Flagler County will likely get a new allotment of COVID-19 vaccines on Tuesday, Jan. 19, Florida Department of Health-Flagler Health Officer Bob Snyder said on Flagler Broadcasting’s “Free For All Friday” radio program Jan. 15. Officials do not yet know how many doses will be available.
FlaglerLive says
FlaglerLive reported Snyder’s comments a day before he made them on the radio, and the previous article you refer to still holds: Jonathan Lord was quoted as saying that Flagler’s Health Department would get “few if any” vaccines in the next five weeks. The department got none this week. It got none last week. It is getting a few next week. It has no idea how much. According to Jared Moskowitz, not even his agency knows what’s coming more than six days ahead of time, and what’s ahead is, as Lord said, in the range of “little.” Finally, you heard about this on WNZF, unquestionably a real news source, because it is a partner of FlaglerLive and relies on FlaglerLive for much of its news reporting, often lifted word for word from our articles–with our blessing and appreciation: we wouldn’t want them relying on more dubious sources, though they often fall for local government PR posing as news.
Skibum says
All of us owe a HUGE debt of gratitude to the many local health care workers and first responders who have been taking care of the COVID-19 patients in Flagler County for the better part of a year now. We can support them by practicing social distancing, wearing our masks when in public, and not putting ourselves in danger of contracting the virus by doing dumb things that we know are in violation of the well known medical guidelines that we all should be following at this point. I’m sure many of the health care workers get disheartened when they see people so cavalierly violate CDC protocols while these hospital workers are sometimes overwhelmed with patients that may not survive after being infected and hospitalized. Let’s help our health care workers and first responders by doing the right thing and lessen the burden they carry as they work to save lives.
Mark says
Even with a vaccine you will be required to wear a mask and social distance for years to come. The vaccine does not stop you from getting coronavirus , or from transmitting it to others. The vaccine only provides protection from getting symptoms. So even when you get the vaccine, WEAR A MASK AND STAY HOME!
Carol says
January 19 3:06 pm
I registered for text alert with county health department to receive updates on vaccine availability. A few minutes ago I received an alert that limited quantities of the vaccine were available and it gave me a website to contact. I immediately did so and got a Google page with multiple options for the health department…… I chose the county Health Department website and there was NO information about what to do with my recent text alert…What in heavens name is going on here.???

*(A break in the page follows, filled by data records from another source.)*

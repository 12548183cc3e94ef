//! Collapsible sections under headings.
//!
//! A heading (`h1`-`h3`, or any element carrying `data-level="1..3"`) with
//! `data-collapsed="true"` hides the sibling elements after it, up to the
//! next heading of the same or a shallower level. Hidden siblings get an
//! inline `display:none` and a `data-collapse-hidden` marker that remembers
//! their original inline style.

use scraper::{ElementRef, Html, Node};

pub const COLLAPSED_ATTR: &str = "data-collapsed";
pub const HIDDEN_ATTR: &str = "data-collapse-hidden";
pub const LEVEL_ATTR: &str = "data-level";

const HIDDEN_STYLE: &str = "display:none";
const MAX_LEVEL: u8 = 3;

const VOID_ELEMENTS: &[&str] = &[
    "area", "base", "br", "col", "embed", "hr", "img", "input", "link", "meta", "source", "track",
    "wbr",
];

#[derive(Debug, Clone, PartialEq)]
enum Block {
    Element(ElementBlock),
    Text(String),
    Comment(String),
}

#[derive(Debug, Clone, PartialEq)]
pub struct ElementBlock {
    name: String,
    attrs: Vec<(String, String)>,
    inner_html: String,
}

impl ElementBlock {
    pub fn name(&self) -> &str {
        &self.name
    }

    pub fn attr(&self, name: &str) -> Option<&str> {
        self.attrs
            .iter()
            .find(|(key, _)| key == name)
            .map(|(_, value)| value.as_str())
    }

    fn set_attr(&mut self, name: &str, value: String) {
        match self.attrs.iter_mut().find(|(key, _)| key == name) {
            Some(slot) => slot.1 = value,
            None => self.attrs.push((name.to_string(), value)),
        }
    }

    fn remove_attr(&mut self, name: &str) {
        self.attrs.retain(|(key, _)| key != name);
    }

    /// Level 1-3 when this element acts as a collapsible heading.
    pub fn heading_level(&self) -> Option<u8> {
        let level = match self.name.as_str() {
            "h1" => Some(1),
            "h2" => Some(2),
            "h3" => Some(3),
            _ => self.attr(LEVEL_ATTR).and_then(|v| v.trim().parse::<u8>().ok()),
        };
        level.filter(|l| (1..=MAX_LEVEL).contains(l))
    }

    pub fn is_collapsed(&self) -> bool {
        self.attr(COLLAPSED_ATTR) == Some("true")
    }

    pub fn is_hidden(&self) -> bool {
        self.attr(HIDDEN_ATTR).is_some()
    }

    fn hide(&mut self) {
        if self.is_hidden() {
            return;
        }
        let original = self.attr("style").unwrap_or_default().to_string();
        let style = match original.trim().trim_end_matches(';') {
            "" => HIDDEN_STYLE.to_string(),
            rest => format!("{};{}", rest, HIDDEN_STYLE),
        };
        self.set_attr("style", style);
        self.set_attr(HIDDEN_ATTR, original);
    }

    fn unhide(&mut self) {
        let Some(original) = self.attr(HIDDEN_ATTR).map(str::to_string) else {
            return;
        };
        if original.is_empty() {
            self.remove_attr("style");
        } else {
            self.set_attr("style", original);
        }
        self.remove_attr(HIDDEN_ATTR);
    }

    fn to_html(&self, out: &mut String) {
        out.push('<');
        out.push_str(&self.name);
        for (key, value) in &self.attrs {
            out.push(' ');
            out.push_str(key);
            out.push_str("=\"");
            out.push_str(&escape_attr(value));
            out.push('"');
        }
        out.push('>');
        if VOID_ELEMENTS.contains(&self.name.as_str()) {
            return;
        }
        out.push_str(&self.inner_html);
        out.push_str("</");
        out.push_str(&self.name);
        out.push('>');
    }
}

/// The top-level block siblings of an HTML fragment.
#[derive(Debug, Clone, PartialEq)]
pub struct CollapsibleDocument {
    blocks: Vec<Block>,
}

impl CollapsibleDocument {
    pub fn parse(html: &str) -> Self {
        let fragment = Html::parse_fragment(html);
        let mut blocks = vec![];

        for child in fragment.root_element().children() {
            match child.value() {
                Node::Element(el) => {
                    let Some(element) = ElementRef::wrap(child) else {
                        continue;
                    };
                    blocks.push(Block::Element(ElementBlock {
                        name: el.name().to_string(),
                        attrs: el
                            .attrs()
                            .map(|(k, v)| (k.to_string(), v.to_string()))
                            .collect(),
                        inner_html: element.inner_html(),
                    }));
                }
                Node::Text(text) => blocks.push(Block::Text(String::from(&**text))),
                Node::Comment(comment) => blocks.push(Block::Comment(String::from(&**comment))),
                _ => {}
            }
        }

        Self { blocks }
    }

    /// Element at block index `idx`.
    pub fn element(&self, idx: usize) -> Option<&ElementBlock> {
        match self.blocks.get(idx) {
            Some(Block::Element(el)) => Some(el),
            _ => None,
        }
    }

    /// Block indices of every collapsible heading, in document order.
    pub fn headings(&self) -> Vec<usize> {
        (0..self.blocks.len())
            .filter(|&i| self.element(i).and_then(ElementBlock::heading_level).is_some())
            .collect()
    }

    /// Block indices currently carrying the hidden marker.
    pub fn hidden(&self) -> Vec<usize> {
        (0..self.blocks.len())
            .filter(|&i| self.element(i).is_some_and(ElementBlock::is_hidden))
            .collect()
    }

    /// Hides the siblings following the heading at `idx` until a heading of
    /// equal or shallower level. Returns how many elements were hidden.
    pub fn collapse_after(&mut self, idx: usize) -> usize {
        let Some(level) = self.element(idx).and_then(ElementBlock::heading_level) else {
            return 0;
        };

        let mut count = 0;
        for block in self.blocks.iter_mut().skip(idx + 1) {
            let Block::Element(el) = block else {
                continue;
            };
            if el.heading_level().is_some_and(|l| l <= level) {
                break;
            }
            el.hide();
            count += 1;
        }
        count
    }

    /// Clears every hidden marker, then re-derives hidden state from the
    /// headings' `data-collapsed` flags.
    pub fn apply(&mut self) {
        for block in &mut self.blocks {
            if let Block::Element(el) = block {
                el.unhide();
            }
        }

        let collapsed: Vec<usize> = self
            .headings()
            .into_iter()
            .filter(|&i| self.element(i).is_some_and(ElementBlock::is_collapsed))
            .collect();
        for idx in collapsed {
            self.collapse_after(idx);
        }
    }

    /// Flips the collapsed flag of the heading at `idx` and re-applies.
    /// Returns the new flag, or `None` when `idx` is not a heading.
    pub fn toggle(&mut self, idx: usize) -> Option<bool> {
        let Some(Block::Element(el)) = self.blocks.get_mut(idx) else {
            return None;
        };
        el.heading_level()?;
        let collapsed = !el.is_collapsed();
        el.set_attr(COLLAPSED_ATTR, collapsed.to_string());
        self.apply();
        Some(collapsed)
    }

    pub fn to_html(&self) -> String {
        let mut out = String::new();
        for block in &self.blocks {
            match block {
                Block::Element(el) => el.to_html(&mut out),
                Block::Text(text) => out.push_str(&escape_text(text)),
                Block::Comment(comment) => {
                    out.push_str("<!--");
                    out.push_str(comment);
                    out.push_str("-->");
                }
            }
        }
        out
    }
}

/// Re-applies the collapse pass to stored HTML. Markup without collapse
/// attributes is returned untouched.
pub fn normalize(html: &str) -> String {
    if !html.contains(COLLAPSED_ATTR) && !html.contains(HIDDEN_ATTR) {
        return html.to_string();
    }
    let mut doc = CollapsibleDocument::parse(html);
    doc.apply();
    doc.to_html()
}

fn escape_attr(value: &str) -> String {
    value.replace('&', "&amp;").replace('"', "&quot;")
}

fn escape_text(text: &str) -> String {
    text.replace('&', "&amp;")
        .replace('<', "&lt;")
        .replace('>', "&gt;")
}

If the health department’s text alert system isn’t functioning……which apparently it isn’t….then this department is wasting our time and not serving the community.
We need answers and results.
Carol says
I forgot to add to my above post that I called the Health Department number and could not get through to anyone…… just a bizzillion references of who to call, including one to volunteer…….but no information re my text alert!